Suggestions for future interventions
Myriad behavioral, psychological, social, familial and environmental challenges confronting adolescent girls in detention facilities are important to adequately address. This would likely involve delving deeper into the existing Imara content (individual risk behavior, male partner risk, emotion regulation, decision-making, substance use), incorporating new content (managing fear/anxiety related to trauma and abuse, linkages to social service agencies), and considering multilevel intervention models involving families, peers, and/or social networks. These adjustments may enhance individuals’ ability to sustain newly acquired protective behaviors over time.
A more in-depth focus on trauma, in particular, would be beneficial given the lifetime prevalence of this risk factor for HIV/STI. For example, similar to successful interventions designed to reduce traumatic stress and sexual risk behaviors among people living with HIV who have histories of abuse or trauma (Sikkema et al. 2007), interventions for detained adolescent girls may consider providing more in-depth content on specific strategies to manage and overcome fear or anxiety related to past trauma or abuse and about being assertive in sexual situations. Doing so may improve the efficacy of STI/HIV prevention programs for adolescents who have trauma histories.

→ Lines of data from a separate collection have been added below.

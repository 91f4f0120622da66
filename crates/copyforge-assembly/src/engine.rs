//! Generation engine
//!
//! Routes a request to the assembler for its kind, reports progress after
//! each archetype, and runs independent batches in parallel.

use std::sync::Arc;

use copyforge_archetype::{
    Archetype, ArchetypeLibrary, CopyDeck, LibraryError, NumberSource, SeededNumbers,
};
use copyforge_gate::ReadyProfile;
use copyforge_model::{ArtifactKind, CompetitiveInsight, ContentArtifact, ProfileField};
use rayon::prelude::*;
use tracing::{debug, info};

use crate::ad::AdAssembler;
use crate::assembler::Assembler;
use crate::context::AssemblyContext;
use crate::email::EmailAssembler;
use crate::error::EngineError;
use crate::records::{GeneratedContent, Generation};
use crate::request::{BatchJob, GenerationRequest, Progress};
use crate::sales::{SalesAssembler, SalesScriptSet};
use crate::site::SiteBuilder;
use crate::social::SocialAssembler;
use crate::website::WebsiteAssembler;

/// Content generation engine
///
/// Holds only read-only configuration, so one engine can serve many threads.
#[derive(Debug, Clone)]
pub struct Engine {
    library: ArchetypeLibrary,
    deck: Arc<CopyDeck>,
    numbers: Arc<dyn NumberSource>,
}

impl Default for Engine {
    /// Default copy deck with entropy-seeded numbers
    fn default() -> Self {
        Self::new(CopyDeck::default(), SeededNumbers::from_entropy())
    }
}

impl Engine {
    /// Create engine from a copy deck and number source
    #[must_use]
    pub fn new<N>(deck: CopyDeck, numbers: N) -> Self
    where
        N: NumberSource + 'static,
    {
        Self::from_shared(Arc::new(deck), Arc::new(numbers))
    }

    /// Create engine over shared configuration
    #[must_use]
    pub fn from_shared(deck: Arc<CopyDeck>, numbers: Arc<dyn NumberSource>) -> Self {
        Self {
            library: ArchetypeLibrary::new(),
            deck,
            numbers,
        }
    }

    /// Default copy deck with a fixed seed
    #[must_use]
    pub fn seeded(seed: u64) -> Self {
        Self::new(CopyDeck::default(), SeededNumbers::new(seed))
    }

    /// Copy deck in use
    #[inline]
    #[must_use]
    pub fn deck(&self) -> &CopyDeck {
        &self.deck
    }

    /// Archetype library
    #[inline]
    #[must_use]
    pub fn library(&self) -> &ArchetypeLibrary {
        &self.library
    }

    /// Generate content for a ready profile
    ///
    /// # Errors
    /// - [`EngineError::KindMismatch`] if `ready` was validated for another kind
    /// - [`EngineError::Library`] for an unknown or wrong-kind archetype id
    /// - [`EngineError::StartDayOutOfRange`] if email days would overflow
    pub fn generate(
        &self,
        request: &GenerationRequest,
        ready: &ReadyProfile,
        insight: Option<&CompetitiveInsight>,
    ) -> Result<Generation, EngineError> {
        self.generate_with_progress(request, ready, insight, |_| {})
    }

    /// Generate content, calling `on_progress` after each archetype
    ///
    /// # Errors
    /// Same as [`Engine::generate`]
    pub fn generate_with_progress<F>(
        &self,
        request: &GenerationRequest,
        ready: &ReadyProfile,
        insight: Option<&CompetitiveInsight>,
        mut on_progress: F,
    ) -> Result<Generation, EngineError>
    where
        F: FnMut(Progress),
    {
        if ready.kind() != request.kind {
            return Err(EngineError::KindMismatch {
                requested: request.kind,
                validated: ready.kind(),
            });
        }
        let archetypes = self.archetypes_for(request)?;
        info!(
            kind = %request.kind,
            archetypes = archetypes.len(),
            insight = insight.is_some(),
            "generating content"
        );

        let profile = ready.profile();
        let ctx = AssemblyContext {
            library: &self.library,
            deck: &self.deck,
            numbers: self.numbers.as_ref(),
            profile,
            insight,
            request,
        };
        let progress = &mut on_progress;

        let (content, artifacts) = match request.kind {
            ArtifactKind::Ad => {
                let (ads, artifacts) = run(&AdAssembler, &ctx, &archetypes, progress)?;
                (GeneratedContent::Ads { ads }, artifacts)
            }
            ArtifactKind::WebsiteSection => {
                let (sections, artifacts) = run(&WebsiteAssembler, &ctx, &archetypes, progress)?;
                let site = match (request.full_site, archetypes.first()) {
                    (true, Some(archetype)) => {
                        Some(SiteBuilder::new(&self.deck).build(profile, archetype, &sections))
                    }
                    _ => None,
                };
                (GeneratedContent::Website { sections, site }, artifacts)
            }
            ArtifactKind::Email => {
                let (emails, artifacts) = run(&EmailAssembler, &ctx, &archetypes, progress)?;
                (GeneratedContent::Emails { emails }, artifacts)
            }
            ArtifactKind::SocialPost => {
                let (posts, artifacts) = run(&SocialAssembler, &ctx, &archetypes, progress)?;
                (GeneratedContent::Social { posts }, artifacts)
            }
            ArtifactKind::SalesScript => {
                let (scripts, artifacts) = run(&SalesAssembler, &ctx, &archetypes, progress)?;
                let scripts = SalesScriptSet::from_scripts(&scripts);
                (GeneratedContent::SalesScripts { scripts }, artifacts)
            }
        };

        let generation = Generation {
            business_name: profile
                .field_text(ProfileField::Name)
                .unwrap_or_else(|| self.deck.profile.name.clone()),
            content,
            artifacts,
        };
        info!(
            kind = %request.kind,
            artifacts = generation.artifacts.len(),
            used_insight = generation.used_insight(),
            "generation complete"
        );
        Ok(generation)
    }

    /// Generate independent jobs in parallel; results keep job order
    #[must_use]
    pub fn generate_batch(&self, jobs: &[BatchJob]) -> Vec<Result<Generation, EngineError>> {
        jobs.par_iter()
            .map(|job| self.generate(&job.request, &job.ready, job.insight.as_ref()))
            .collect()
    }

    /// Archetypes a request covers, in library order
    ///
    /// # Errors
    /// [`LibraryError::InvalidArchetypeReference`] for an unknown or wrong-kind id
    pub fn archetypes_for(
        &self,
        request: &GenerationRequest,
    ) -> Result<Vec<&'static Archetype>, LibraryError> {
        if let Some(id) = &request.archetype {
            return Ok(vec![self.library.get_for(request.kind, id)?]);
        }
        let all = self.library.archetypes(request.kind);
        Ok(match request.kind {
            ArtifactKind::WebsiteSection => all.iter().take(1).collect(),
            _ => all.iter().collect(),
        })
    }
}

fn run<A, F>(
    assembler: &A,
    ctx: &AssemblyContext<'_>,
    archetypes: &[&'static Archetype],
    on_progress: &mut F,
) -> Result<(Vec<A::Record>, Vec<ContentArtifact>), EngineError>
where
    A: Assembler,
    F: FnMut(Progress),
{
    let total = archetypes.len();
    let mut records = Vec::with_capacity(total);
    let mut artifacts = Vec::with_capacity(total);
    for (i, archetype) in archetypes.iter().enumerate() {
        let assembly = assembler.assemble(ctx, archetype)?;
        debug!(
            archetype = archetype.id,
            records = assembly.records.len(),
            "assembled archetype"
        );
        records.extend(assembly.records);
        artifacts.extend(assembly.artifacts);
        on_progress(Progress {
            kind: assembler.kind(),
            completed: i + 1,
            total,
            archetype: archetype.id,
        });
    }
    Ok((records, artifacts))
}

#[cfg(test)]
mod tests {
    use super::*;
    use copyforge_archetype::FixedNumbers;
    use copyforge_model::BusinessProfile;

    fn ready(kind: ArtifactKind) -> ReadyProfile {
        let profile = BusinessProfile::new()
            .with_name("Acme")
            .with_industry("SaaS")
            .with_business_model("subscription")
            .with_target_audience("founders")
            .with_product_or_service("a dashboard")
            .with_unique_value("24h support")
            .with_tone("friendly")
            .with_budget(10_000)
            .with_timeline("Q3")
            .with_objective(copyforge_model::Objective::LeadGeneration);
        ReadyProfile::check(kind, profile).unwrap()
    }

    fn engine() -> Engine {
        Engine::new(CopyDeck::default(), FixedNumbers::new())
    }

    #[test]
    fn rejects_kind_mismatch() {
        let err = engine()
            .generate(&GenerationRequest::new(ArtifactKind::Email), &ready(ArtifactKind::Ad), None)
            .unwrap_err();
        assert_eq!(
            err,
            EngineError::KindMismatch {
                requested: ArtifactKind::Email,
                validated: ArtifactKind::Ad
            }
        );
    }

    #[test]
    fn rejects_unknown_archetype() {
        let request = GenerationRequest::new(ArtifactKind::Ad).with_archetype("ad.billboard");
        let err = engine()
            .generate(&request, &ready(ArtifactKind::Ad), None)
            .unwrap_err();
        assert!(matches!(
            err,
            EngineError::Library(LibraryError::InvalidArchetypeReference { ref id, .. }) if id == "ad.billboard"
        ));
        assert_eq!(err.to_string(), "invalid archetype reference: 'ad.billboard'");
    }

    #[test]
    fn rejects_archetype_of_other_kind() {
        let request = GenerationRequest::new(ArtifactKind::Ad).with_archetype("email.welcome");
        assert!(engine().generate(&request, &ready(ArtifactKind::Ad), None).is_err());
    }

    #[test]
    fn website_defaults_to_first_archetype() {
        let engine = engine();
        let archetypes = engine
            .archetypes_for(&GenerationRequest::new(ArtifactKind::WebsiteSection))
            .unwrap();
        assert_eq!(archetypes.len(), 1);
        assert_eq!(archetypes[0].id, "website.authority");
    }

    #[test]
    fn progress_reports_each_archetype() {
        let mut seen = Vec::new();
        let generation = engine()
            .generate_with_progress(
                &GenerationRequest::new(ArtifactKind::SocialPost),
                &ready(ArtifactKind::SocialPost),
                None,
                |p| seen.push((p.completed, p.total, p.archetype)),
            )
            .unwrap();
        let total = engine().library().archetypes(ArtifactKind::SocialPost).len();
        assert_eq!(seen.len(), total);
        assert_eq!(seen.first().map(|s| s.0), Some(1));
        assert!(seen.iter().all(|s| s.1 == total));
        assert_eq!(seen.last().map(|s| s.0), Some(total));
        assert_eq!(generation.artifacts.len(), total);
    }

    #[test]
    fn engine_is_shareable_across_threads() {
        fn assert_send_sync<T: Send + Sync>() {}
        assert_send_sync::<Engine>();
    }
}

Although individual-level interventions have demonstrated prevention value, the range, magnitude and consistency of intervention effects may be limited and may not be sufficient to support the adoption and maintenance of HIV/STI prevention behaviors. Other combination behavioral models, which are integrated across multiple levels of intervention to create prevention synergies, may maximize the likelihood of adolescent girls’ adopting and sustaining HIV preventive behaviors (Wingood et al. 2013). These models may include concurrent individual and family-based interventions (Brody et al. 2012) that increase awareness of HIV/STI risk among both the adolescent and her parent or caregiver to support and reinforce prevention behaviors. This model has the added advantage of potentially changing the familial environment, enhancing parent/caregiver skills for monitoring their adolescent’s whereabouts and affiliations. Parental monitoring has been identified as a key predictor of HIV-associated risk behaviors among adolescents (Nappi et al. 2009; DiClemente, Crosby, and Wingood 2002).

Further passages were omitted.